In conclusion, in this study of 2009-2012 NEDS data, we estimated the ED and inpatient healthcare burden of gout in the U.S. general population. We described new correlates of ED-to-hospital admission and ED charges for patients with gout. Gout-related ED and inpatient charges have increased dramatically in the last few years in absolute terms. The number of ED visit with gout as the primary diagnosis increased 13% in the last 4 years, though it was stable as a proportion of all ED visits (0.14% across years). The total hospital charges for gout as the primary diagnosis were $350 million in 2012 and were $18.3 billion for gout as primary or secondary diagnosis in 2012. Future studies need to examine as to what aspects of comorbidity management are associated with higher charges and higher risk of hospitalization in patients with gout. This will allow us to develop interventions to target this high-risk group and design interventions.
Acknowledgments
Grant support: This material is the result of work supported by research funds from UAB Division of Rheumatology and the resources and use of facilities at the Birmingham VA Medical Center. JAS is also supported by grant from the National Institute of Arthritis, Musculoskeletal and Skin Diseases (NIAMS) P50 AR060772.

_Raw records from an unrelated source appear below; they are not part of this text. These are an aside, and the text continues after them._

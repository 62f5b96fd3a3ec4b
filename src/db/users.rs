use rusqlite::{params, Connection, OptionalExtension, Row};

use crate::db::models::{NewUser, User};
use crate::db::{is_constraint_violation, StoreError};
use crate::state::DbPool;

const USER_COLUMNS: &str =
    "id, username, name, age, email, password_hash, profile_pic, created_at";

/// Registered identities, keyed by id and looked up by email.
#[derive(Clone)]
pub struct UserDirectory {
    pool: DbPool,
}

impl UserDirectory {
    pub fn new(pool: DbPool) -> Self {
        Self { pool }
    }

    pub fn find_by_email(&self, email: &str) -> Result<Option<User>, StoreError> {
        let conn = self.pool.get()?;
        load_user(&conn, "email", email)
    }

    pub fn find_by_id(&self, id: &str) -> Result<Option<User>, StoreError> {
        let conn = self.pool.get()?;
        load_user(&conn, "id", id)
    }

    /// Insert a new identity. A second registration for the same email fails
    /// with [`StoreError::AlreadyRegistered`], even when two requests race.
    pub fn insert(&self, new_user: NewUser) -> Result<User, StoreError> {
        let conn = self.pool.get()?;
        let id = uuid::Uuid::now_v7().to_string();

        conn.execute(
            "INSERT INTO users (id, username, name, age, email, password_hash)
             VALUES (?1, ?2, ?3, ?4, ?5, ?6)",
            params![
                id,
                new_user.username,
                new_user.name,
                new_user.age,
                new_user.email,
                new_user.password_hash
            ],
        )
        .map_err(|e| {
            if is_constraint_violation(&e) {
                StoreError::AlreadyRegistered
            } else {
                StoreError::Sql(e)
            }
        })?;

        load_user(&conn, "id", &id)?.ok_or(StoreError::NotFound("user"))
    }

    pub fn set_profile_pic(&self, user_id: &str, filename: &str) -> Result<(), StoreError> {
        let conn = self.pool.get()?;
        let updated = conn.execute(
            "UPDATE users SET profile_pic = ?1 WHERE id = ?2",
            params![filename, user_id],
        )?;

        if updated == 0 {
            return Err(StoreError::NotFound("user"));
        }
        Ok(())
    }
}

fn load_user(conn: &Connection, key: &str, value: &str) -> Result<Option<User>, StoreError> {
    // `key` is always one of our own column names, never caller input.
    let sql = format!("SELECT {USER_COLUMNS} FROM users WHERE {key} = ?1");
    let user = conn
        .query_row(&sql, params![value], user_from_row)
        .optional()?;

    let Some(mut user) = user else {
        return Ok(None);
    };

    let mut stmt = conn.prepare("SELECT id FROM posts WHERE user_id = ?1 ORDER BY rowid")?;
    user.posts = stmt
        .query_map(params![user.id], |row| row.get(0))?
        .collect::<Result<Vec<String>, _>>()?;

    Ok(Some(user))
}

fn user_from_row(row: &Row<'_>) -> rusqlite::Result<User> {
    Ok(User {
        id: row.get(0)?,
        username: row.get(1)?,
        name: row.get(2)?,
        age: row.get(3)?,
        email: row.get(4)?,
        password_hash: row.get(5)?,
        profile_pic: row.get(6)?,
        posts: Vec::new(),
        created_at: row.get(7)?,
    })
}

#[cfg(test)]
mod tests {
    use super::*;
    use crate::db::models::DEFAULT_PROFILE_PIC;
    use crate::db::tests::test_pool;

    fn alice() -> NewUser {
        NewUser {
            username: "alice".into(),
            name: "Alice".into(),
            age: 30,
            email: "a@x.com".into(),
            password_hash: "$2b$04$notarealhash".into(),
        }
    }

    #[test]
    fn insert_then_find_by_email_and_id() {
        let users = UserDirectory::new(test_pool());
        let created = users.insert(alice()).unwrap();

        assert_eq!(created.email, "a@x.com");
        assert_eq!(created.profile_pic, DEFAULT_PROFILE_PIC);
        assert!(created.posts.is_empty());

        let by_email = users.find_by_email("a@x.com").unwrap().unwrap();
        assert_eq!(by_email.id, created.id);

        let by_id = users.find_by_id(&created.id).unwrap().unwrap();
        assert_eq!(by_id.username, "alice");
    }

    #[test]
    fn unknown_email_is_none() {
        let users = UserDirectory::new(test_pool());
        assert!(users.find_by_email("nobody@x.com").unwrap().is_none());
    }

    #[test]
    fn duplicate_email_is_already_registered() {
        let users = UserDirectory::new(test_pool());
        users.insert(alice()).unwrap();

        let err = users.insert(alice()).unwrap_err();
        assert!(matches!(err, StoreError::AlreadyRegistered));
    }

    #[test]
    fn set_profile_pic_updates_user() {
        let users = UserDirectory::new(test_pool());
        let created = users.insert(alice()).unwrap();

        users.set_profile_pic(&created.id, "0a1b2c.png").unwrap();

        let reloaded = users.find_by_id(&created.id).unwrap().unwrap();
        assert_eq!(reloaded.profile_pic, "0a1b2c.png");
        assert!(reloaded.has_profile_pic());
    }

    #[test]
    fn set_profile_pic_for_missing_user_is_not_found() {
        let users = UserDirectory::new(test_pool());
        let err = users.set_profile_pic("ghost", "x.png").unwrap_err();
        assert!(matches!(err, StoreError::NotFound("user")));
    }
}
use std::sync::Arc;

use r2d2::Pool;
use r2d2_sqlite::SqliteConnectionManager;

use crate::auth::{PasswordHasher, SessionCodec};
use crate::config::Config;
use crate::db::{PostStore, UserDirectory};

pub type DbPool = Pool<SqliteConnectionManager>;

#[derive(Clone)]
pub struct AppState {
    pub config: Config,
    pub users: UserDirectory,
    pub posts: PostStore,
    pub tokens: Arc<SessionCodec>,
    pub hasher: PasswordHasher,
}

impl AppState {
    /// Wire every component to the given pool. Fails when no signing secret
    /// is configured or the session lifetime is out of range.
    pub fn new(db: DbPool, config: Config) -> anyhow::Result<Self> {
        let tokens = SessionCodec::new(config.token_secret()?, config.session_ttl()?);
        let hasher = PasswordHasher::new(config.auth.bcrypt_cost);

        Ok(Self {
            users: UserDirectory::new(db.clone()),
            posts: PostStore::new(db),
            tokens: Arc::new(tokens),
            hasher,
            config,
        })
    }
}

JAS has received research grants from Takeda and Savient and consultant fees from Savient, Takeda, Regeneron, Iroko, Merz, Bioiberica, Crealta and Allergan pharmaceuticals. JAS serves as the principal investigator for an investigator-initiated study funded by Horizon pharmaceuticals through a grant to DINORA, Inc., a 501c3 entity. JAS is a member of the executive of OMERACT, an organization that receives arms-length funding from 36 companies; a member of the American College of Rheumatology's Guidelines Subcommittee of the Quality of Care Committee; and a member of the Veterans Affairs Rheumatology Field Advisory Committee. S.Y. has no conflicts to declare.
Footnotes
Financial Conflict: There are no financial conflicts related directly to this study.
IRB approval: The University of Alabama at Birmingham's Institutional Review Board approved this study and all investigations were conducted in conformity with ethical principles of research.